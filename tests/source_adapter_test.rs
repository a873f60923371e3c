use clap::Parser as _;
use openapi_from_metadata::cli::{self, load_metadata, CliArgs, LoadSummary};
use openapi_from_metadata::openapi::Schema;
use openapi_from_metadata::type_model::{ClassKind, MetadataProvider, TypeRef};
use openapi_from_metadata::{OpenApiDocument, Parser, ParserConfig};
use pretty_assertions::assert_eq;
use std::fs;
use std::path::PathBuf;
use tempfile::TempDir;

fn service_dir() -> PathBuf {
    PathBuf::from(env!("CARGO_MANIFEST_DIR"))
        .join("tests")
        .join("fixtures")
        .join("rust_service")
}

fn generate() -> OpenApiDocument {
    let (registry, _) = load_metadata(&[service_dir()], &[]).unwrap();
    Parser::from_config(ParserConfig::default())
        .unwrap()
        .parse(&registry)
        .unwrap()
}

fn property<'a>(schema: &'a Schema, name: &str) -> &'a Schema {
    schema
        .properties
        .as_ref()
        .and_then(|p| p.get(name))
        .unwrap_or_else(|| panic!("missing property {name}"))
}

fn request<'a>(doc: &'a OpenApiDocument, path: &str) -> &'a Schema {
    &doc.operation(path).unwrap().request_body.as_ref().unwrap().content["application/json"].schema
}

fn response<'a>(doc: &'a OpenApiDocument, path: &str) -> &'a Schema {
    &doc.operation(path).unwrap().responses["200"]
        .content
        .as_ref()
        .unwrap()["application/json"]
        .schema
}

#[test]
fn test_crate_sources_become_classes() {
    let (registry, summary) = load_metadata(&[service_dir()], &[]).unwrap();
    assert_eq!(
        summary,
        LoadSummary {
            metadata_files: 0,
            rust_files: 3,
            skipped_files: 0,
        }
    );

    let book = registry.find_class("crate::model::Book").unwrap();
    assert_eq!(book.fields.len(), 8);
    assert_eq!(book.fields[5].ty, TypeRef::class("crate::model::Genre"));

    let service = registry.find_class("crate::api::ReadService").unwrap();
    assert_eq!(service.kind, ClassKind::Interface);

    let endpoint = registry.find_class("crate::api::BookEndpoint").unwrap();
    assert_eq!(
        endpoint.interfaces,
        vec![TypeRef::parse("crate::api::ReadService<crate::model::Book, uuid::Uuid>").unwrap()]
    );
    assert_eq!(
        registry.package_annotations("crate::model")[0].name,
        "non_null_api"
    );
}

#[test]
fn test_endpoint_operations_from_sources() {
    let doc = generate();

    let paths: Vec<&str> = doc.paths.keys().map(|k| k.as_str()).collect();
    assert_eq!(paths, vec!["/books/get", "/books/save", "/books/search"]);
    assert_eq!(doc.tags[0].class_name.as_deref(), Some("crate::api::BookEndpoint"));

    let get = doc.operation("/books/get").unwrap();
    assert_eq!(get.access_control, vec!["roles_allowed(ADMIN)".to_string()]);
    assert_eq!(
        property(request(&doc, "/books/get"), "id").format.as_deref(),
        Some("uuid")
    );
    let found = response(&doc, "/books/get");
    assert!(found.is_nullable());
    assert_eq!(found.any_of, Some(vec![Schema::reference("crate.model.Book")]));

    let search = doc.operation("/books/search").unwrap();
    assert_eq!(
        search.access_control,
        vec!["permit_all".to_string(), "roles_allowed(ADMIN)".to_string()]
    );
    let search_request = request(&doc, "/books/search");
    assert_eq!(search_request.required, Some(vec!["query".to_string()]));
    assert!(property(search_request, "limit").is_nullable());
    assert_eq!(
        response(&doc, "/books/search"),
        &Schema::reference("crate.model.Listing_crate.model.Book")
    );
}

#[test]
fn test_entity_schemas_from_sources() {
    let doc = generate();

    let book = doc.schema("crate.model.Book").unwrap();
    let names: Vec<&str> = book
        .properties
        .as_ref()
        .unwrap()
        .keys()
        .map(|k| k.as_str())
        .collect();
    assert_eq!(
        names,
        vec!["id", "title", "authorName", "subtitle", "published", "genre", "tags"]
    );
    assert_eq!(
        book.required,
        Some(vec![
            "id".to_string(),
            "title".to_string(),
            "authorName".to_string(),
            "genre".to_string(),
            "tags".to_string(),
        ])
    );

    let title = property(book, "title");
    assert_eq!(title.min_length, Some(1));
    assert_eq!(title.max_length, Some(200));
    assert!(property(book, "subtitle").is_nullable());

    let published = property(book, "published");
    assert_eq!(published.format.as_deref(), Some("date"));
    assert!(published.is_nullable());

    let genre = doc.schema("crate.model.Genre").unwrap();
    assert_eq!(
        genre.enum_values,
        Some(vec!["Fiction".to_string(), "non_fiction".to_string()])
    );

    let listing = doc.schema("crate.model.Listing_crate.model.Book").unwrap();
    assert_eq!(
        property(listing, "items").items.as_deref(),
        Some(&Schema::reference("crate.model.Book"))
    );
    assert_eq!(property(listing, "total").format.as_deref(), Some("int64"));
}

#[test]
fn test_unparsable_sources_are_skipped() {
    let temp_dir = TempDir::new().unwrap();
    let root = temp_dir.path();
    fs::write(root.join("Cargo.toml"), "[package]\nname = \"broken\"").unwrap();
    fs::create_dir(root.join("src")).unwrap();
    fs::write(root.join("src/lib.rs"), "pub struct Valid { pub id: i64 }").unwrap();
    fs::write(root.join("src/broken.rs"), "pub struct {").unwrap();

    let (registry, summary) = load_metadata(&[root.to_path_buf()], &[]).unwrap();
    assert_eq!(summary.rust_files, 1);
    assert_eq!(summary.skipped_files, 1);
    assert!(registry.find_class("crate::Valid").is_some());
}

#[test]
fn test_cli_reads_class_path_from_config() {
    let temp_dir = TempDir::new().unwrap();
    let root = temp_dir.path();
    let config = root.join("openapi.yaml");
    fs::write(
        &config,
        format!(
            "info:\n  title: Bookstore\n  version: 0.1.0\nclass_path:\n  - {}\n",
            service_dir().display()
        ),
    )
    .unwrap();
    let output = root.join("openapi.yaml.out");

    let args = CliArgs::parse_from([
        "openapi-from-metadata".to_string(),
        "-c".to_string(),
        config.display().to_string(),
        "-o".to_string(),
        output.display().to_string(),
        "-f".to_string(),
        "json".to_string(),
    ]);
    cli::run(cli::parse_args_from_parsed(args).unwrap()).unwrap();

    let written: serde_json::Value = serde_json::from_str(&fs::read_to_string(&output).unwrap()).unwrap();
    assert_eq!(written["info"]["title"], "Bookstore");
    assert_eq!(written["paths"]["/books/save"]["post"]["operationId"], "books_save");
    assert_eq!(
        written["components"]["schemas"]["crate.model.Book"]["properties"]["authorName"]["type"],
        "string"
    );
}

--------------------

▸ **Exercise directions**: A verbatim copy of every entry is needed.

▸ **Response to the exercise**:
filename tests/source_adapter_test.rs
repository a873f60923371e3c
use clap::Parser as _;
use openapi_from_metadata::cli::{self, load_metadata, CliArgs, LoadSummary};
use openapi_from_metadata::openapi::Schema;
use openapi_from_metadata::type_model::{ClassKind, MetadataProvider, TypeRef};
use openapi_from_metadata::{OpenApiDocument, Parser, ParserConfig};
use pretty_assertions::assert_eq;
use std::fs;
use std::path::PathBuf;
use tempfile::TempDir;

fn service_dir() -> PathBuf {
    PathBuf::from(env!("CARGO_MANIFEST_DIR"))
        .join("tests")
        .join("fixtures")
        .join("rust_service")
}

fn generate() -> OpenApiDocument {
    let (registry, _) = load_metadata(&[service_dir()], &[]).unwrap();
    Parser::from_config(ParserConfig::default())
        .unwrap()
        .parse(&registry)
        .unwrap()
}

fn property<'a>(schema: &'a Schema, name: &str) -> &'a Schema {
    schema
        .properties
        .as_ref()
        .and_then(|p| p.get(name))
        .unwrap_or_else(|| panic!("missing property {name}"))
}

fn request<'a>(doc: &'a OpenApiDocument, path: &str) -> &'a Schema {
    &doc.operation(path).unwrap().request_body.as_ref().unwrap().content["application/json"].schema
}

fn response<'a>(doc: &'a OpenApiDocument, path: &str) -> &'a Schema {
    &doc.operation(path).unwrap().responses["200"]
        .content
        .as_ref()
        .unwrap()["application/json"]
        .schema
}

#[test]
fn test_crate_sources_become_classes() {
    let (registry, summary) = load_metadata(&[service_dir()], &[]).unwrap();
    assert_eq!(
        summary,
        LoadSummary {
            metadata_files: 0,
            rust_files: 3,
            skipped_files: 0,
        }
    );

    let book = registry.find_class("crate::model::Book").unwrap();
    assert_eq!(book.fields.len(), 8);
    assert_eq!(book.fields[5].ty, TypeRef::class("crate::model::Genre"));

    let service = registry.find_class("crate::api::ReadService").unwrap();
    assert_eq!(service.kind, ClassKind::Interface);

    let endpoint = registry.find_class("crate::api::BookEndpoint").unwrap();
    assert_eq!(
        endpoint.interfaces,
        vec![TypeRef::parse("crate::api::ReadService<crate::model::Book, uuid::Uuid>").unwrap()]
    );
    assert_eq!(
        registry.package_annotations("crate::model")[0].name,
        "non_null_api"
    );
}

#[test]
fn test_endpoint_operations_from_sources() {
    let doc = generate();

    let paths: Vec<&str> = doc.paths.keys().map(|k| k.as_str()).collect();
    assert_eq!(paths, vec!["/books/get", "/books/save", "/books/search"]);
    assert_eq!(doc.tags[0].class_name.as_deref(), Some("crate::api::BookEndpoint"));

    let get = doc.operation("/books/get").unwrap();
    assert_eq!(get.access_control, vec!["roles_allowed(ADMIN)".to_string()]);
    assert_eq!(
        property(request(&doc, "/books/get"), "id").format.as_deref(),
        Some("uuid")
    );
    let found = response(&doc, "/books/get");
    assert!(found.is_nullable());
    assert_eq!(found.any_of, Some(vec![Schema::reference("crate.model.Book")]));

    let search = doc.operation("/books/search").unwrap();
    assert_eq!(
        search.access_control,
        vec!["permit_all".to_string(), "roles_allowed(ADMIN)".to_string()]
    );
    let search_request = request(&doc, "/books/search");
    assert_eq!(search_request.required, Some(vec!["query".to_string()]));
    assert!(property(search_request, "limit").is_nullable());
    assert_eq!(
        response(&doc, "/books/search"),
        &Schema::reference("crate.model.Listing_crate.model.Book")
    );
}

#[test]
fn test_entity_schemas_from_sources() {
    let doc = generate();

    let book = doc.schema("crate.model.Book").unwrap();
    let names: Vec<&str> = book
        .properties
        .as_ref()
        .unwrap()
        .keys()
        .map(|k| k.as_str())
        .collect();
    assert_eq!(
        names,
        vec!["id", "title", "authorName", "subtitle", "published", "genre", "tags"]
    );
    assert_eq!(
        book.required,
        Some(vec![
            "id".to_string(),
            "title".to_string(),
            "authorName".to_string(),
            "genre".to_string(),
            "tags".to_string(),
        ])
    );

    let title = property(book, "title");
    assert_eq!(title.min_length, Some(1));
    assert_eq!(title.max_length, Some(200));
    assert!(property(book, "subtitle").is_nullable());

    let published = property(book, "published");
    assert_eq!(published.format.as_deref(), Some("date"));
    assert!(published.is_nullable());

    let genre = doc.schema("crate.model.Genre").unwrap();
    assert_eq!(
        genre.enum_values,
        Some(vec!["Fiction".to_string(), "non_fiction".to_string()])
    );

    let listing = doc.schema("crate.model.Listing_crate.model.Book").unwrap();
    assert_eq!(
        property(listing, "items").items.as_deref(),
        Some(&Schema::reference("crate.model.Book"))
    );
    assert_eq!(property(listing, "total").format.as_deref(), Some("int64"));
}

#[test]
fn test_unparsable_sources_are_skipped() {
    let temp_dir = TempDir::new().unwrap();
    let root = temp_dir.path();
    fs::write(root.join("Cargo.toml"), "[package]\nname = \"broken\"").unwrap();
    fs::create_dir(root.join("src")).unwrap();
    fs::write(root.join("src/lib.rs"), "pub struct Valid { pub id: i64 }").unwrap();
    fs::write(root.join("src/broken.rs"), "pub struct {").unwrap();

    let (registry, summary) = load_metadata(&[root.to_path_buf()], &[]).unwrap();
    assert_eq!(summary.rust_files, 1);
    assert_eq!(summary.skipped_files, 1);
    assert!(registry.find_class("crate::Valid").is_some());
}

#[test]
fn test_cli_reads_class_path_from_config() {
    let temp_dir = TempDir::new().unwrap();
    let root = temp_dir.path();
    let config = root.join("openapi.yaml");
    fs::write(
        &config,
        format!(
            "info:\n  title: Bookstore\n  version: 0.1.0\nclass_path:\n  - {}\n",
            service_dir().display()
        ),
    )
    .unwrap();
    let output = root.join("openapi.yaml.out");

    let args = CliArgs::parse_from([
        "openapi-from-metadata".to_string(),
        "-c".to_string(),
        config.display().to_string(),
        "-o".to_string(),
        output.display().to_string(),
        "-f".to_string(),
        "json".to_string(),
    ]);
    cli::run(cli::parse_args_from_parsed(args).unwrap()).unwrap();

    let written: serde_json::Value = serde_json::from_str(&fs::read_to_string(&output).unwrap()).unwrap();
    assert_eq!(written["info"]["title"], "Bookstore");
    assert_eq!(written["paths"]["/books/save"]["post"]["operationId"], "books_save");
    assert_eq!(
        written["components"]["schemas"]["crate.model.Book"]["properties"]["authorName"]["type"],
        "string"
    );
}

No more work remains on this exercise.